Arroio Saudade

Sentado no banco desconfortável , mas decente do consultório de oftalmologista, olhos fechados, ardendo de colírio, ouvindo a música “Bambino” de Na Ozetti, com pensamentos vagos sobre um sem-número de coisas, fui assaltado por um pensamento interventor: Ela surgiu do nada. Trazia um cheirinho de alfazema característico e um sorriso doce contrastando com o olhar grave e calmo. Vó Cota apareceu e sua voz que se calou a tantos anos, misteriosamente falou-me algo, que não me recordo mais. Era a mesma voz que um dia me contava as peripécias do dia, interrompendo repentinamente para sempre! Despertei desse vagar.
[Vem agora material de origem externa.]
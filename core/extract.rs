use crate::directive::{DirectiveMatcher, ReferencePath};
use crate::error::{AppError, Result};
use log;
use std::fs::File;
use std::io::{BufRead, BufReader};
use std::path::Path;

/// Collects the directive paths of a single file, in file order. Referenced
/// files are not opened, and the file's encoding is never checked.
pub fn extract_references(entry: &Path, matcher: &DirectiveMatcher) -> Result<Vec<ReferencePath>> {
    log::debug!("Extracting directives from: {}", entry.display());
    let file = File::open(entry).map_err(|e| AppError::FileRead {
        path: entry.to_path_buf(),
        source: e,
    })?;

    let mut reader = BufReader::new(file);
    let mut buffer = Vec::new();
    let mut references = Vec::new();
    let mut line_number = 0;
    loop {
        buffer.clear();
        let read = reader
            .read_until(b'\n', &mut buffer)
            .map_err(|e| AppError::FileRead {
                path: entry.to_path_buf(),
                source: e,
            })?;
        if read == 0 {
            break;
        }
        line_number += 1;
        let line = buffer.strip_suffix(b"\n").unwrap_or(&buffer);
        if let Some(reference) = matcher.reference(line) {
            log::trace!("Line {}: directive to '{}'", line_number, reference);
            references.push(reference);
        }
    }
    log::debug!("Found {} directives in {}", references.len(), entry.display());
    Ok(references)
}

/// Same as [`extract_references`] but over in-memory source.
pub fn extract_references_from_str(source: &str, matcher: &DirectiveMatcher) -> Vec<ReferencePath> {
    source.lines().filter_map(|line| matcher.reference(line)).collect()
}

#[cfg(test)]
mod tests {
    use super::*;
    use std::fs;
    use tempfile::TempDir;

    const ROOT: &str = r#"# frozen_string_literal: true

require 'set'
require_relative 'a'
  require_relative "b/c.rb"
require_relative
require_relative(dynamic)
x = 1 # require_relative 'ignored'
require_relative 'a.rb'
"#;

    #[test]
    fn keeps_order_and_duplicates() {
        let refs = extract_references_from_str(ROOT, DirectiveMatcher::default_syntax());
        let paths: Vec<&str> = refs.iter().map(ReferencePath::as_str).collect();
        assert_eq!(paths, vec!["a.rb", "b/c.rb", "a.rb"]);
    }

    #[test]
    fn reads_entry_file_from_disk() {
        let dir = TempDir::new().unwrap();
        let entry = dir.path().join("root.rb");
        fs::write(&entry, ROOT).unwrap();
        let refs = extract_references(&entry, DirectiveMatcher::default_syntax()).unwrap();
        assert_eq!(refs.len(), 3);
    }

    #[test]
    fn missing_entry_is_a_read_error() {
        let dir = TempDir::new().unwrap();
        let err = extract_references(&dir.path().join("nope.rb"), DirectiveMatcher::default_syntax())
            .unwrap_err();
        assert!(matches!(err, AppError::FileRead { .. }));
    }

    #[test]
    fn latin1_bytes_in_the_root_are_not_an_error() {
        let dir = TempDir::new().unwrap();
        let root = dir.path().join("root.rb");
        fs::write(&root, b"# Autor: Jos\xe9\nrequire_relative 'a'\nX = '\xff'\n").unwrap();

        let refs = extract_references(&root, DirectiveMatcher::default_syntax()).unwrap();
        let paths: Vec<&str> = refs.iter().map(ReferencePath::as_str).collect();
        assert_eq!(paths, vec!["a.rb"]);
    }
}
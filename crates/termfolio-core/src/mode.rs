//! Section and editor overlay transitions.
//!
//! ```text
//!                navigate / edit / open file
//!   TerminalOnly ---------------------------> EditorOverlay(section, file)
//!        ^                                          |
//!        +------- close / Escape / save and exit ---+
//! ```
//!
//! Orthogonal to the mode, `shell_visible` switches between the shell and
//! the direct section view. Leaving the shell drops the overlay; coming
//! back reopens it on the last active section.

use log::info;

use crate::error::ShellError;
use crate::models::{Mode, Section, Session};

impl Session {
    /// Make `section` active. The overlay only opens while the shell is
    /// visible; in the direct view the section is shown as is.
    pub(crate) fn navigate(&mut self, section: Section) {
        self.section = section;
        if self.shell_visible {
            self.open_editor(section);
        }
    }

    /// Enter the overlay bound to `section`'s file, with content loading.
    pub(crate) fn open_editor(&mut self, section: Section) {
        self.section = section;
        self.mode = Mode::EditorOverlay {
            section,
            file_name: section.file_name().to_string(),
            loading: true,
        };
        info!("editor opened on {}", section.file_name());
    }

    /// Open the overlay from a file name, as clicked in the presentation.
    pub(crate) fn open_file(&mut self, file_name: &str) -> Result<Section, ShellError> {
        let section = Section::from_file_name(file_name)
            .ok_or_else(|| ShellError::unknown_file("open", file_name))?;
        self.open_editor(section);
        Ok(section)
    }

    /// Back to the plain terminal. Returns whether an overlay was open.
    pub(crate) fn close_editor(&mut self) -> bool {
        if !self.mode.is_overlay() {
            return false;
        }
        self.mode = Mode::TerminalOnly;
        info!("editor closed");
        true
    }

    /// Overlay content has finished loading.
    pub(crate) fn finish_loading(&mut self) {
        if let Mode::EditorOverlay { loading, .. } = &mut self.mode {
            *loading = false;
        }
    }

    /// Flip between shell and direct section view. Returns the new flag.
    pub(crate) fn toggle_shell_view(&mut self) -> bool {
        self.shell_visible = !self.shell_visible;
        if self.shell_visible {
            self.open_editor(self.section);
        } else {
            self.mode = Mode::TerminalOnly;
        }
        info!("shell visible: {}", self.shell_visible);
        self.shell_visible
    }
}

#[cfg(test)]
mod tests {
    use super::*;

    fn overlay(section: Section, loading: bool) -> Mode {
        Mode::EditorOverlay {
            section,
            file_name: section.file_name().to_string(),
            loading,
        }
    }

    #[test]
    fn test_navigate_opens_overlay_in_shell() {
        let mut session = Session::new();
        session.navigate(Section::Skills);
        assert_eq!(session.section(), Section::Skills);
        assert_eq!(session.mode(), &overlay(Section::Skills, true));
    }

    #[test]
    fn test_navigate_in_direct_view() {
        let mut session = Session::new();
        session.toggle_shell_view();
        session.navigate(Section::Blog);
        assert_eq!(session.section(), Section::Blog);
        assert_eq!(session.mode(), &Mode::TerminalOnly);
    }

    #[test]
    fn test_open_file() {
        let mut session = Session::new();
        assert_eq!(session.open_file("Contact.HTML"), Ok(Section::Contact));
        assert_eq!(session.mode(), &overlay(Section::Contact, true));

        let err = session.open_file("resume.pdf").unwrap_err();
        assert_eq!(err, ShellError::unknown_file("open", "resume.pdf"));
        assert_eq!(session.section(), Section::Contact);
    }

    #[test]
    fn test_close_and_finish_loading() {
        let mut session = Session::new();
        assert!(!session.close_editor());

        session.open_editor(Section::About);
        session.finish_loading();
        assert_eq!(session.mode(), &overlay(Section::About, false));

        assert!(session.close_editor());
        assert_eq!(session.mode(), &Mode::TerminalOnly);
        assert_eq!(session.section(), Section::About);

        session.finish_loading();
        assert_eq!(session.mode(), &Mode::TerminalOnly);
    }

    #[test]
    fn test_toggle_keeps_section() {
        let mut session = Session::new();
        session.navigate(Section::Projects);

        assert!(!session.toggle_shell_view());
        assert_eq!(session.mode(), &Mode::TerminalOnly);
        session.navigate(Section::Files);

        assert!(session.toggle_shell_view());
        assert_eq!(session.mode(), &overlay(Section::Files, true));
    }
}
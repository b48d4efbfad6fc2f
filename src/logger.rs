//! `log` backend writing to the browser console.

use log::{Level, LevelFilter, Log, Metadata, Record};

struct ConsoleLogger;

static LOGGER: ConsoleLogger = ConsoleLogger;

impl Log for ConsoleLogger {
    fn enabled(&self, metadata: &Metadata) -> bool {
        metadata.level() <= log::max_level()
    }

    fn log(&self, record: &Record) {
        if !self.enabled(record.metadata()) {
            return;
        }

        let line: wasm_bindgen::JsValue =
            format!("[{}] {}: {}", record.level(), record.target(), record.args()).into();
        match record.level() {
            Level::Error => web_sys::console::error_1(&line),
            Level::Warn => web_sys::console::warn_1(&line),
            Level::Info => web_sys::console::info_1(&line),
            Level::Debug | Level::Trace => web_sys::console::debug_1(&line),
        }
    }

    fn flush(&self) {}
}

/// Install the console logger. Later calls are ignored.
pub fn init(level: LevelFilter) {
    if log::set_logger(&LOGGER).is_ok() {
        log::set_max_level(level);
    }
}
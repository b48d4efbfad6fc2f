//! Command execution logic.
//!
//! Contains the `execute_command` function that evaluates parsed commands
//! against the session and the virtual filesystem.

use chrono::{DateTime, Local};
use rand::Rng;
use rand::rngs::StdRng;

use super::manual::{self, MANUAL};
use super::{Command, CommandResult, Decorative, Editor, Effect, FsCommand, InfoCommand, PathArg};
use crate::config::{ASCII_COFFEE, ASCII_PROFILE, JOKES, PORTFOLIO_3D_URL, SOCIAL_LINKS};
use crate::error::ShellError;
use crate::filesystem::{FileContent, VirtualFs};
use crate::history::History;
use crate::models::{Link, Output, Payload, Section, Session};

/// Everything besides the session a command may read.
pub struct Context<'a> {
    pub fs: &'a VirtualFs,
    pub history: &'a History,
    /// Current local time, for `date`
    pub now: DateTime<Local>,
    /// Randomness, for `joke`
    pub rng: &'a mut StdRng,
}

/// Execute a parsed command.
///
/// Never fails: every error becomes a single `error` output. The session
/// is only read; state changes come back as [`Effect`]s.
pub fn execute_command(cmd: &Command, session: &Session, ctx: &mut Context<'_>) -> CommandResult {
    let result = match cmd {
        Command::Clear => Ok(CommandResult::silent(Effect::ClearHistory)),
        Command::Navigate(section) => Ok(execute_navigate(*section, session)),
        Command::Edit { editor, file } => execute_edit(*editor, file.as_deref()),
        Command::Info(info) => Ok(execute_info(*info, session, ctx)),
        Command::Fs(fs_cmd) => execute_fs(fs_cmd, session, ctx.fs),
        Command::Echo(text) => Ok(CommandResult::output(Output::system(text.as_str()))),
        Command::Man(name) => execute_man(name.as_deref()),
        Command::Decorative(decorative) => Ok(execute_decorative(*decorative, ctx.rng)),
        Command::Unknown(verb) => Err(ShellError::UnknownCommand(verb.clone())),
    };

    result.unwrap_or_else(|e| CommandResult::output(Output::error(e.to_string())))
}

/// Execute a section name.
fn execute_navigate(section: Section, session: &Session) -> CommandResult {
    let message = if session.shell_visible() {
        format!("Opening {}...", section.file_name())
    } else {
        format!("Switched to {}", section)
    };
    CommandResult::with_effect(Output::success(message), Effect::Navigate(section))
}

/// Execute `edit`, `nano` or `vim`.
fn execute_edit(editor: Editor, file: Option<&str>) -> Result<CommandResult, ShellError> {
    let file = file.ok_or_else(|| ShellError::missing(editor.name(), "file operand"))?;
    let section = Section::from_file_name(file)
        .ok_or_else(|| ShellError::unknown_file(editor.name(), file))?;

    Ok(CommandResult::with_effect(
        Output::success(format!(
            "Opening {} in {}...",
            section.file_name(),
            editor.name()
        )),
        Effect::OpenEditor(section),
    ))
}

/// Execute a read-only informational command.
fn execute_info(info: InfoCommand, session: &Session, ctx: &Context<'_>) -> CommandResult {
    let output = match info {
        InfoCommand::Help => Output::info(Payload::Table(
            MANUAL
                .iter()
                .map(|m| (m.synopsis.to_string(), m.summary.to_string()))
                .collect(),
        )),
        InfoCommand::Social => Output::info(Payload::Links(
            SOCIAL_LINKS
                .iter()
                .map(|(label, url)| Link::new(*label, *url))
                .collect(),
        )),
        InfoCommand::Whoami => Output::info(Payload::Ascii(ASCII_PROFILE.to_string())),
        InfoCommand::Date => {
            Output::system(ctx.now.format("%a %b %e %H:%M:%S %Y").to_string())
        }
        InfoCommand::History => Output::info(Payload::Table(ctx.history.numbered())),
        InfoCommand::Pwd => Output::system(session.cwd()),
    };
    CommandResult::output(output)
}

/// Execute `ls`, `cd` or `cat`.
fn execute_fs(
    cmd: &FsCommand,
    session: &Session,
    fs: &VirtualFs,
) -> Result<CommandResult, ShellError> {
    let cwd = session.cwd();

    match cmd {
        FsCommand::Ls(path) => {
            let entries = fs.list_dir(cwd, path.as_ref().map(PathArg::as_str))?;
            Ok(CommandResult::output(Output::system(Payload::List(
                entries.iter().map(|e| e.label()).collect(),
            ))))
        }
        FsCommand::Cd(path) => {
            let target = fs.change_dir(cwd, path.as_ref().map(PathArg::as_str))?;
            Ok(CommandResult::with_effect(
                Output::system(target.as_str()),
                Effect::ChangeDir(target),
            ))
        }
        FsCommand::Cat(file) => {
            let file = file
                .as_ref()
                .ok_or_else(|| ShellError::missing("cat", "file operand"))?;
            let output = match fs.read_file(cwd, file.as_str())? {
                FileContent::Text(content) => Output::system(content),
                FileContent::Section(section) => Output::info(format!(
                    "{} is a section file. Open it with 'edit {}' (or nano, vim), or type '{}'.",
                    file,
                    section.file_name(),
                    section
                )),
            };
            Ok(CommandResult::output(output))
        }
    }
}

/// Execute `man`.
fn execute_man(name: Option<&str>) -> Result<CommandResult, ShellError> {
    let name = name.ok_or_else(|| ShellError::missing("man", "command name"))?;
    let page = manual::lookup(name).ok_or_else(|| ShellError::NoManualEntry(name.to_string()))?;

    Ok(CommandResult::output(Output::info(Payload::Table(vec![
        ("NAME".to_string(), format!("{} - {}", page.name, page.summary)),
        ("SYNOPSIS".to_string(), page.synopsis.to_string()),
        ("DESCRIPTION".to_string(), page.description.to_string()),
    ]))))
}

/// Execute an easter egg.
fn execute_decorative(decorative: Decorative, rng: &mut StdRng) -> CommandResult {
    match decorative {
        Decorative::Coffee => {
            CommandResult::output(Output::special(Payload::Ascii(ASCII_COFFEE.to_string())))
        }
        Decorative::Joke => {
            let joke = JOKES[rng.gen_range(0..JOKES.len())];
            CommandResult::output(Output::special(joke))
        }
        Decorative::LaunchPortfolio => CommandResult::with_effect(
            Output::special(format!(
                "Launching portfolio tour: {} sections, sit back.",
                Section::ALL.len()
            )),
            Effect::StartTour,
        ),
        Decorative::Portfolio3d => CommandResult::output(Output::special(Payload::Links(vec![
            Link::new("3D portfolio", PORTFOLIO_3D_URL),
        ]))),
        Decorative::Exit => CommandResult::output(Output::special(
            "Nice try. There is no exit, only 'help'.",
        )),
    }
}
Abri os olhos ardentes e ao meu lado, uma senhora japonesa -magrinha, fazia palavras cruzadas! Fechei novamente os olhos e lembrei-me das fotos da minha avó! Tão linda… Tão jovem! Meus olhos já não ardiam. Minha alma sorriu e eu pensei: Quero ela! Quero quando morrer, se possível for, que minha avó Cota me desperte. Que estejam com ela, minha mãe, meu pai, minha avó Natalina e meu avô Messias! E para o meu espanto, eu pensei que poderia morrer sem medo, pena, dor e remorsos -quando for o tempo mais adequado. Não tenho medo. Nem tenho ansiedade… Tenho saudade apenas!